If you combine the sweet and the sinister you will probably end up creating something disturbing.
Students of comics, Ida Kathrine Hammeleff Jørgensen, Johannes Randrop Keiding and Bibi Eik Bergfjord have spent their time at the Department of Arts and Cultural Studies exploring this ambiguous place between cute and the dark places of the soul. Because comics seems to be the medium that allows such mixed signals to be expressed most clearly.
The term, they explain, is cute brût.
Their audience today is a congress hall brimming with comics enthusiasts, artists and publishers.People in the know. Some of them drop in to watch and listen to the exams that are held in an area to one side, crammed in between a lecture on the great American graphic novel and a master class in drawing manga.
Ida, Johannes and Bibi have pondered the question of what exactly it is in the above-mentioned combination of the cute, the cuddly and the raw that is so gratifyingly grating to the reader. And the outcome of this is a device, a literary model that may be used to determine to what extent something is cute brût.
They use their model to analyze a story in which a cuddly little animal has its eyes gouged out when it runs into a thorn bush.
It’s a tool for taking comics seriously.
18 students deliver presentations at the convention based on a reading of comics and a dense layer of appropriate theory.
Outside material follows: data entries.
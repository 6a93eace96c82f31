//! Environment variable configuration support.
//!
//! Used when no config file is present: a full `AppConfig` is assembled from
//! `RCONTAIL_*` variables, with servers enumerated as indexed
//! `RCONTAIL_SERVER_<N>_*` blocks (0-based, stopping at the first gap).

use crate::config::types::*;

/// Check if enough env vars are set to build a config without a file.
pub fn can_build_from_env() -> bool {
    std::env::var("RCONTAIL_SERVER_0_NAME").is_ok()
}

/// Build a complete AppConfig from environment variables.
pub fn build_config_from_env() -> anyhow::Result<AppConfig> {
    let config = AppConfig {
        servers: collect_indexed_servers()?,
        polling: PollingConfig {
            keywords: parse_csv_env("RCONTAIL_LOG_KEYWORDS"),
            cycle_interval_secs: parse_env("RCONTAIL_CYCLE_INTERVAL", 60),
            filter_delay_secs: parse_env("RCONTAIL_FILTER_DELAY", 2),
            backoff_secs: parse_env("RCONTAIL_BACKOFF", 60),
            connect_timeout_secs: parse_env("RCONTAIL_CONNECT_TIMEOUT", 10),
        },
        sinks: SinksConfig {
            database: DatabaseSinkConfig {
                enabled: parse_bool_env("RCONTAIL_SAVE_TO_DB", false),
                url: opt_env("RCONTAIL_DATABASE_URL").unwrap_or_default(),
            },
            file: FileSinkConfig {
                enabled: parse_bool_env("RCONTAIL_SAVE_TO_FILE", false),
                path: opt_env("RCONTAIL_LOG_FILE_PATH")
                    .map(Into::into)
                    .unwrap_or_else(|| "rcon.log".into()),
            },
        },
        logging: LoggingConfig {
            level: opt_env("RCONTAIL_LOG_LEVEL")
                .map(|s| parse_log_level(&s))
                .transpose()?
                .unwrap_or(LogLevel::Info),
            format: opt_env("RCONTAIL_LOG_FORMAT")
                .map(|s| parse_log_format(&s))
                .transpose()?
                .unwrap_or(LogFormat::Pretty),
        },
    };

    Ok(config)
}

/// Collect RCONTAIL_SERVER_<N>_* blocks, stopping at the first index with no
/// NAME variable. An index with NAME but a missing or unparseable companion
/// variable is an error rather than a silent skip.
fn collect_indexed_servers() -> anyhow::Result<Vec<ServerTarget>> {
    let mut servers = Vec::new();
    let mut index = 0;
    loop {
        let prefix = format!("RCONTAIL_SERVER_{index}_");
        let name = match opt_env(&format!("{prefix}NAME")) {
            Some(n) => n,
            None => break,
        };
        let host = require_env(&format!("{prefix}HOST"))?;
        let port_raw = require_env(&format!("{prefix}PORT"))?;
        let port: u16 = port_raw
            .parse()
            .map_err(|_| anyhow::anyhow!("invalid {prefix}PORT: {port_raw}"))?;
        let password = require_env(&format!("{prefix}PASSWORD"))?;

        servers.push(ServerTarget {
            name,
            host,
            port,
            password,
        });
        index += 1;
    }
    Ok(servers)
}

fn opt_env(key: &str) -> Option<String> {
    std::env::var(key).ok().filter(|v| !v.is_empty())
}

fn require_env(key: &str) -> anyhow::Result<String> {
    opt_env(key).ok_or_else(|| anyhow::anyhow!("missing required env var: {key}"))
}

fn parse_env<T: std::str::FromStr>(key: &str, default: T) -> T {
    match opt_env(key) {
        Some(raw) => raw.parse().unwrap_or(default),
        None => default,
    }
}

fn parse_bool_env(key: &str, default: bool) -> bool {
    match opt_env(key) {
        Some(raw) => matches!(raw.to_ascii_lowercase().as_str(), "true" | "1" | "yes"),
        None => default,
    }
}

/// Split a comma-separated env var into trimmed, non-empty items.
fn parse_csv_env(key: &str) -> Vec<String> {
    opt_env(key)
        .map(|raw| {
            raw.split(',')
                .map(str::trim)
                .filter(|s| !s.is_empty())
                .map(str::to_string)
                .collect()
        })
        .unwrap_or_default()
}

fn parse_log_level(raw: &str) -> anyhow::Result<LogLevel> {
    match raw.to_ascii_lowercase().as_str() {
        "trace" => Ok(LogLevel::Trace),
        "debug" => Ok(LogLevel::Debug),
        "info" => Ok(LogLevel::Info),
        "warn" => Ok(LogLevel::Warn),
        "error" => Ok(LogLevel::Error),
        other => anyhow::bail!("invalid log level: {other}"),
    }
}

fn parse_log_format(raw: &str) -> anyhow::Result<LogFormat> {
    match raw.to_ascii_lowercase().as_str() {
        "pretty" => Ok(LogFormat::Pretty),
        "json" => Ok(LogFormat::Json),
        other => anyhow::bail!("invalid log format: {other}"),
    }
}
pub mod database;
pub mod file;

pub use database::DatabaseSink;
pub use file::FileSink;

use async_trait::async_trait;

/// A durable destination for fetched log text.
///
/// `record` must never propagate an error to the caller: a failing sink is a
/// local problem, logged with server context, and polling continues. Sinks
/// are shared across all workers, so implementations synchronize internally.
#[async_trait]
pub trait LogSink: Send + Sync {
    async fn record(&self, server: &str, filter: &str, content: &str);

    /// Short name used in log lines ("database", "file").
    fn name(&self) -> &'static str;
}

/// Display form of a filter for sink tagging: the empty (unfiltered) filter
/// records as "all".
pub fn filter_label(filter: &str) -> &str {
    if filter.is_empty() {
        "all"
    } else {
        filter
    }
}
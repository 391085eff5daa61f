use super::*;

/// Get the current configuration.
pub fn build_config() -> Result<MasterConfig, Box<dyn Error>> {
    build_config_with(real_filesystem())
}

/// Get the configuration, reading the config file (if any) from the given filesystem.
pub fn build_config_with(fs: Filesystem) -> Result<MasterConfig, Box<dyn Error>> {
    let mut builder = ConfigBuilder::new(config_entries());
    if fs.is_file(DEFAULT_TOML_PATH) {
        debug!("loading configuration from {}", DEFAULT_TOML_PATH);
        load_toml(DEFAULT_TOML_PATH, &mut builder, &*fs)?;
    } else {
        debug!("{} not found, using default configuration", DEFAULT_TOML_PATH);
    }
    let mut conf = MasterConfig::default();
    builder.apply_to(&mut conf)?;
    Ok(conf)
}
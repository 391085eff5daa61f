use super::*;

use std::{
    cell::{Cell, RefCell},
    collections::{HashMap, VecDeque},
};

mod mock_console;
mod mock_filesystem;
mod mock_observer;
mod scripted_states;

pub use mock_console::*;
pub use mock_filesystem::*;
pub use mock_observer::*;
pub use scripted_states::*;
Their course, led by comics expert and PHD student Rikke Cortsen, is the first of its kind at the University of Copenhagen. The students manage to keep it all admirably cool and simple.
Marianne Ping Huang, the department head, is sitting in on all the presentations; well, she has to, she will be grading them.And she likes what she is seeing and hearing.
Come exams, the Arts Department makes a point of dragging its students out into the real world to perform.
»We like to give the students a reality check,« she says. »I taught literature at Aarhus University and we used to say that in order to get the top grade the student had to deliver something that was print-ready, that is, something one might pour directly into an arts journal. That was the starting point, and then we took it from there.«
She then rushes away to find a sound guy to turn down the German-accented mumbling that emanates from a conference area next door.
On the other side, behind a flimsy partition, the holy trinity of American comics, Dan Clowes, Chris Ware and Charles Burns, hold court. They’re a big deal. It’s like having Francis Ford Coppola listening in when you present your essay on The Godfather.